BACKGROUND ON NOORISTAN FOUNDATION
The Nooristan Foundation was established in 1999 by Dr. Nadir Atash, a member of a well-known Nooristani family who resettled with his family in the United States after the Soviet invasion. Dr. Atash’s father was General Issa Khan Nooristani whom the communists imprisoned and executed after they seized power in 1978. Dr. Atash started the Foundation in the belief that his former homeland needed to be rebuilt from the ground up. The focus was on building rural roads, installing hydro-electric generating capacity, helping schools and providing water for remote Nooristani villages.

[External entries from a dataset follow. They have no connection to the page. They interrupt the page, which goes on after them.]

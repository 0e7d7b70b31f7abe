//! Detection queue: bounded concurrent background detection with tracked
//! tasks and graceful drain.
//!
//! `submit` is called exactly once per upload, right after the row is
//! inserted, and never blocks the request path: the task is spawned
//! immediately and waits for a worker permit inside its own future. Once
//! submitted, a run is not cancellable; its outcome is written to the store
//! whether or not anyone is still polling.

use std::path::PathBuf;
use std::sync::atomic::{AtomicBool, Ordering};
use std::sync::Arc;
use std::time::{Duration, Instant};

use qrbox_db::UploadRepository;
use qrbox_processing::decoder;
use tokio::sync::Semaphore;
use tokio_util::task::TaskTracker;
use uuid::Uuid;

#[derive(Debug, thiserror::Error)]
pub enum QueueError {
    #[error("Detection queue is shutting down")]
    ShuttingDown,
}

#[derive(Clone)]
pub struct DetectionQueue {
    uploads: UploadRepository,
    semaphore: Arc<Semaphore>,
    tracker: TaskTracker,
    draining: Arc<AtomicBool>,
}

impl DetectionQueue {
    pub fn new(uploads: UploadRepository, max_workers: usize) -> Self {
        tracing::info!(max_workers, "Detection queue started");
        Self {
            uploads,
            semaphore: Arc::new(Semaphore::new(max_workers.max(1))),
            tracker: TaskTracker::new(),
            draining: Arc::new(AtomicBool::new(false)),
        }
    }

    /// Schedule detection for an upload. Returns an error only when the
    /// queue is draining during shutdown; the caller then marks the upload
    /// failed instead of leaving it stuck in `processing`.
    #[tracing::instrument(skip(self, image_path), fields(upload_id = %upload_id))]
    pub fn submit(&self, upload_id: Uuid, image_path: PathBuf) -> Result<(), QueueError> {
        if self.draining.load(Ordering::SeqCst) {
            return Err(QueueError::ShuttingDown);
        }

        let uploads = self.uploads.clone();
        let semaphore = self.semaphore.clone();

        self.tracker.spawn(async move {
            let _permit = match semaphore.acquire_owned().await {
                Ok(permit) => permit,
                // The semaphore is never closed; this arm is unreachable but
                // must not panic the task.
                Err(_) => return,
            };
            run_detection(uploads, upload_id, image_path).await;
        });

        Ok(())
    }

    /// Number of detection runs still in flight (or queued for a permit).
    pub fn in_flight(&self) -> usize {
        self.tracker.len()
    }

    /// Stop accepting submissions and wait up to `grace` for in-flight runs
    /// to finish. Runs that outlast the grace period keep executing until
    /// the process exits; their uploads may be re-observed as stuck
    /// `processing` rows after a restart.
    pub async fn shutdown(&self, grace: Duration) {
        self.draining.store(true, Ordering::SeqCst);
        self.tracker.close();

        let pending = self.tracker.len();
        if pending > 0 {
            tracing::info!(
                pending,
                grace_secs = grace.as_secs(),
                "Draining detection queue"
            );
        }

        if tokio::time::timeout(grace, self.tracker.wait())
            .await
            .is_err()
        {
            tracing::warn!(
                remaining = self.tracker.len(),
                "Detection queue drain timed out, abandoning remaining runs"
            );
        } else {
            tracing::info!("Detection queue drained");
        }
    }
}

/// One detection run: decode off the async runtime, then write the terminal
/// state. Decode failures become a `failed` upload, never a crash.
async fn run_detection(uploads: UploadRepository, upload_id: Uuid, image_path: PathBuf) {
    let started = Instant::now();

    let path_for_decode = image_path.clone();
    let outcome =
        tokio::task::spawn_blocking(move || decoder::detect_codes(&path_for_decode)).await;

    match outcome {
        Ok(Ok(codes)) => {
            let elapsed_ms = started.elapsed().as_millis() as i64;
            match uploads
                .complete_with_codes(upload_id, &codes, elapsed_ms)
                .await
            {
                Ok(true) => {
                    tracing::info!(
                        %upload_id,
                        code_count = codes.len(),
                        elapsed_ms,
                        "Detection completed"
                    );
                }
                Ok(false) => {
                    tracing::warn!(
                        %upload_id,
                        "Upload already terminal, detection result discarded"
                    );
                }
                Err(e) => {
                    tracing::error!(%upload_id, error = %e, "Failed to persist detection result");
                }
            }
        }
        Ok(Err(e)) => {
            tracing::warn!(%upload_id, error = %e, "Detection failed");
            fail_upload(&uploads, upload_id, &e.to_string()).await;
        }
        Err(join_err) => {
            tracing::error!(%upload_id, error = %join_err, "Detection task panicked");
            fail_upload(
                &uploads,
                upload_id,
                &format!("Detection task panicked: {}", join_err),
            )
            .await;
        }
    }
}

async fn fail_upload(uploads: &UploadRepository, upload_id: Uuid, message: &str) {
    match uploads.mark_failed(upload_id, message).await {
        Ok(true) => {}
        Ok(false) => {
            tracing::warn!(%upload_id, "Upload already terminal, failure not recorded");
        }
        Err(e) => {
            tracing::error!(%upload_id, error = %e, "Failed to mark upload as failed");
        }
    }
}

In 2008, Dr. Atash retired from active participation and Mrs. Marie Kux became the Foundation’s president. The scope broadened to include assistance to other areas. To raise funds for projects, the Greek Embassy, in 2009, held a benefit, “In the Steps of Alexander,” in 2010, the French Embassy sponsored “An Evening of Hope for Afghanistan,” in 2011, the Embassy of India hosted it and in 2012, the French Embassy is once again hosting an "Evening of Hope".